What if the number of futures wasn’t finite? What if we had a stream of long-running jobs, and we had to handle their results while preserving order, like in the actor example? In that case, we cannot use an array; we’d need a channel of futures… A channel of channels!

We should implement a helper here; so that we can consume the stream of futures and turn it into a stream of values:

func processSequentially[T any](futStream <-chan <-chan T) <-chan T {
  // output stream (of values)
  output := make(chan T, 1)
  go func() {
    // iterate each future in the input
    for fut := range futStream {
      // block until the next result is ready;
      // then push it to the output channel
      output <- <-fut // ***
    }
    // if we got here, futStream is closed.
    // also close the output and exit goroutine
    close(output)
  }()
  return output
}

This function spawns its own goroutine which blocks on the head of the future stream (the future on the front).
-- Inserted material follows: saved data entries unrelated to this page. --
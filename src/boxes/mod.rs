pub mod filemap;
pub mod header;

use crate::fourcc::Fourcc;

pub use filemap::FileMap;
pub use header::BoxHeader;

pub const FTYP: Fourcc = Fourcc(*b"ftyp");
pub const MOOV: Fourcc = Fourcc(*b"moov");
pub const MDAT: Fourcc = Fourcc(*b"mdat");
pub const UDTA: Fourcc = Fourcc(*b"udta");
pub const META: Fourcc = Fourcc(*b"meta");
pub const HDLR: Fourcc = Fourcc(*b"hdlr");
pub const ILST: Fourcc = Fourcc(*b"ilst");
pub const FREE: Fourcc = Fourcc(*b"free");
pub const SKIP: Fourcc = Fourcc(*b"skip");
pub const DATA: Fourcc = Fourcc(*b"data");

/// Major/compatible brands accepted at `ftyp`, per the box-tree parser's
/// brand validation step.
pub const MAJOR_BRANDS: &[[u8; 4]] = &[
    *b"isom", *b"iso2", *b"iso5", *b"iso6", *b"mp41", *b"mp42", *b"M4A ", *b"M4B ", *b"M4P ",
    *b"M4V ", *b"M4VH", *b"avc1", *b"f4v ", *b"qt  ", *b"MSNV", *b"NDAS", *b"dash", *b"3gp4",
    *b"3gp5", *b"3gp6", *b"3g2a",
];

/// Fallback brands scanned for in the compatible-brands list when the major
/// brand isn't recognized.
pub const COMPATIBLE_BRANDS: &[[u8; 4]] =
    &[*b"isom", *b"mp41", *b"mp42", *b"M4A ", *b"M4B ", *b"M4V ", *b"avc1"];
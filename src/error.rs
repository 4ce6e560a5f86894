//! Error types for catalog loading and user input.
//!
//! The query pipeline itself never fails; these errors only surface at the
//! edges, when a catalog is read from disk or a command is parsed.

use crate::catalog::TempleId;
use std::path::PathBuf;

/// Load-time catalog integrity failures
#[derive(Debug, thiserror::Error)]
pub enum CatalogError {
    #[error("failed to read catalog {path}: {source}")]
    Io {
        path: PathBuf,
        #[source]
        source: std::io::Error,
    },
    #[error("failed to parse catalog: {0}")]
    Parse(#[from] serde_json::Error),
    #[error("catalog contains no temples")]
    Empty,
    #[error("duplicate temple id {0}")]
    DuplicateId(TempleId),
    #[error("temple {0} has an empty name")]
    MissingName(TempleId),
    #[error("temple {id} has invalid significance score {score}")]
    InvalidSignificance { id: TempleId, score: f64 },
}

/// Returned when a sort order string is not recognized
#[derive(Debug, Clone, PartialEq, Eq, thiserror::Error)]
#[error("unknown sort order '{0}' (expected relevance, oldest, newest or significance)")]
pub struct ParseSortOrderError(pub String);

/// Invalid input in an interactive browse session
#[derive(Debug, Clone, PartialEq, Eq, thiserror::Error)]
pub enum CommandError {
    #[error("unknown command ':{0}' (try :help)")]
    Unknown(String),
    #[error("':{0}' needs an argument")]
    MissingArgument(&'static str),
    #[error("invalid temple id '{0}'")]
    InvalidId(String),
    #[error(transparent)]
    Sort(#[from] ParseSortOrderError),
}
Once the future is resolved, it emits the result and blocks on the next.

The line marked with *** can be expanded like this:

// block on the future to get the value
value := <-fut
// send the value to the output channel
output <- value

Let’s use the helper function to process a stream of jobs:

func main() {
  futStream := make(chan (<-chan int64), 1)
  orderedOutputs := processSequentially(futStream)
  // start spawning concurrent tasks, and pushing their futures to the stream
  futStream <- runInGoroutine(countStars)
  futStream <- runInGoroutine(countGrainsOfSandOnEarth)
  futStream <- runInGoroutine(meaningOfLife)
  close(futStream)
  // the 'handler' part
  jobIdx := 0
  for output := range orderedOutputs {
    fmt.Printf("[%d] result of job #%d: %d\n", elapsed(), jobIdx, output)
    jobIdx++
  }
}

We push the spawned jobs’ futures into the futStream, which processSequentially blocks on and converts to a stream of results. We then iterate on the output in the handler part to write the results. The output is the same.

Rust

Let’s work on a Rust equivalent. Unlike Go, Rust employs an opt-in async/await model instead of a user-level scheduler that comes with the runtime. You get to choose the async runtime among many libraries, and for this blog post we use tokio. We also grab the futures library for some very useful async building blocks:

# add to Cargo.toml
[dependencies]
futures = "0.3.28"
tokio = { version = "1.28.0", features = ["full"] }

Here are the jobs:

use std::time::{Duration, Instant};
use tokio::time::sleep;

async fn count_stars(start: Instant) -> u64 {
  println!("[{}] countStars(job0) STARTED", start.elapsed().as_secs());
  sleep(Duration::from_secs(2)).await;
  println!("[{}] countStars(job0) DONE", start.elapsed().as_secs());
  1u64 << 62
}

async fn count_grains_of_sand_on_earth(start: Instant) -> u64 {
  println!("[{}] countGrainsOfSandOnEarth(job1) STARTED", start.elapsed().as_secs());
  sleep(Duration::from_secs(1)).await;
  println!("[{}] countGrainsOfSandOnEarth(job1) DONE", start.elapsed().as_secs());
  7.5e18 as u64
}

async fn meaning_of_life(start: Instant) -> u64 {
  println!("[{}] meaningOfLife(job2) STARTED", start.elapsed().as_secs());
  sleep(Duration::from_secs(3)).await;
  println!("[{}] meaningOfLife(job2) DONE", start.elapsed().as_secs());
  42
}

Note that each of the long-running functions are defined as async fn. Instead of blocking on a channel; we will call .await on the outputs of these functions. Also note that the sleep function is that of the tokio framework, instead of the std version; so that we don’t block the whole OS thread as we sleep.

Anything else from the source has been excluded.